Now you've reached the C code, and since we compiled it with the "-g" flag that includes the symbol information into the ELF file we can see the C source code that we're executing. Enter the l (list) command.

(gdb) l
14	// Bootstrap processor starts running C code here.
15	// Allocate a real stack and switch to it, first
16	// doing some setup required for memory allocator to work.
17	int
18	main(void)
19	{
20	  kinit1(end, P2V(4*1024*1024)); // phys page allocator
21	  kvmalloc();      // kernel page table
22	  mpinit();        // detect other processors
23	  lapicinit();     // interrupt controller

Remember that when you hit the main breakpoint the GDB showed you that you're at line 19 in the main.c file (main.c:19). This is where you are. You can either step into the functions with the s (step) command (note, in contrast to the si step instruction command, this one will execute one C line at a time), or step over the functions with the n (next) command which will not enter the function, but instead will execute it till completion.

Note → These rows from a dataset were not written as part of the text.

// This Source Code Form is subject to the terms of the Mozilla Public
// License, v. 2.0. If a copy of the MPL was not distributed with this
// file, You can obtain one at https://mozilla.org/MPL/2.0/.

//! Statement formatting
//!
//! Numbers, names and whole statements are rendered here so every section
//! writer produces the same spelling for the same value.

use std::fmt;

/// Separator between the fields of a statement
const SEPARATOR: &str = "  ";

/// Magnitudes below this are written in scientific notation
const SCIENTIFIC_BELOW: f64 = 1e-4;

/// Name token substituted for quote-like characters (inch marks)
const INCH: &str = "inch";

/// Format a number the way E2K statements carry it
///
/// Values of magnitude 1e-4 and above are rounded to 8 decimals with
/// trailing zeros dropped (`120`, `0.0002836`). Smaller values use the
/// shortest scientific form (`6.5E-6`). Zero, negative zero and non-finite
/// values are written `0`.
pub fn format_number(value: f64) -> String {
    if !value.is_finite() || value == 0.0 {
        return "0".to_string();
    }
    if value.abs() < SCIENTIFIC_BELOW {
        return format!("{:E}", value);
    }
    let fixed = format!("{:.8}", value);
    fixed.trim_end_matches('0').trim_end_matches('.').to_string()
}

/// Make a name safe to place between double quotes
///
/// Quote marks and their typographic equivalents become `inch`; line
/// breaks and tabs become spaces.
pub fn sanitize_name(name: &str) -> String {
    let mut out = String::with_capacity(name.len());
    for c in name.chars() {
        match c {
            '"' | '\u{201C}' | '\u{201D}' | '\u{2033}' => out.push_str(INCH),
            '\r' | '\n' | '\t' => out.push(' '),
            c => out.push(c),
        }
    }
    out
}

/// One E2K statement under construction
///
/// ```
/// use e2k_writer::Statement;
///
/// let st = Statement::new("STORY").quoted("Story1").key_number("HEIGHT", 120.0);
/// assert_eq!(st.to_string(), "STORY  \"Story1\"  HEIGHT  120");
/// ```
#[derive(Clone, Debug, PartialEq, Eq)]
pub struct Statement {
    text: String,
}

impl Statement {
    pub fn new(keyword: &str) -> Self {
        Self {
            text: keyword.to_string(),
        }
    }

    /// Quoted string field, sanitized
    pub fn quoted(mut self, value: &str) -> Self {
        self.text.push_str(SEPARATOR);
        self.text.push('"');
        self.text.push_str(&sanitize_name(value));
        self.text.push('"');
        self
    }

    /// Bare word field
    pub fn word(mut self, value: &str) -> Self {
        self.text.push_str(SEPARATOR);
        self.text.push_str(value);
        self
    }

    pub fn number(self, value: f64) -> Self {
        self.word(&format_number(value))
    }

    pub fn count(self, value: usize) -> Self {
        self.word(&value.to_string())
    }

    pub fn key_quoted(self, key: &str, value: &str) -> Self {
        self.word(key).quoted(value)
    }

    pub fn key_number(self, key: &str, value: f64) -> Self {
        self.word(key).number(value)
    }

    pub fn key_word(self, key: &str, value: &str) -> Self {
        self.word(key).word(value)
    }

    /// Add `KEY value` only when a value is present
    pub fn maybe_number(self, key: &str, value: Option<f64>) -> Self {
        match value {
            Some(value) => self.key_number(key, value),
            None => self,
        }
    }

    pub fn as_str(&self) -> &str {
        &self.text
    }
}

impl fmt::Display for Statement {
    fn fmt(&self, f: &mut fmt::Formatter<'_>) -> fmt::Result {
        f.write_str(&self.text)
    }
}
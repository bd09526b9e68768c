// crates/strand-orchestrator/src/pipeline/mod.rs

//! Pipeline definitions and execution.

pub mod builder;
pub mod executor;
pub mod predefined;
pub mod types;

pub use builder::PipelineBuilder;
pub use executor::{ExecutionOptions, PipelineExecutor};
pub use types::{
    ContextData, PipelineContext, PipelineDefinition, PipelineResult, PipelineStep, StepResult,
    StepStatus,
};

Try stepping into the kinit1 function.

(gdb) s

Note, that on my machine when I enter s for the first time the GDB believes that I'm executing the startothers() function. It's a glitch---the compiler generated an incorrect debug symbol information and GDB is confused. If I hit s a couple of times I eventually get to kinit1().

The whole listing of the source code seems a bit inconvenient (entering l every time you want to see the source line is a bit annoying). GDB provides a more conventional way of following the program execution with the TUI mechanism. Enable it with the following GDB command

(gdb) tui enable

(gdb) layout asm

Now you see the source code window and the machine instructions at the bottom. You can use the same commands to walk through your program. You can scroll the source with arrow keys, PgUp, and PgDown.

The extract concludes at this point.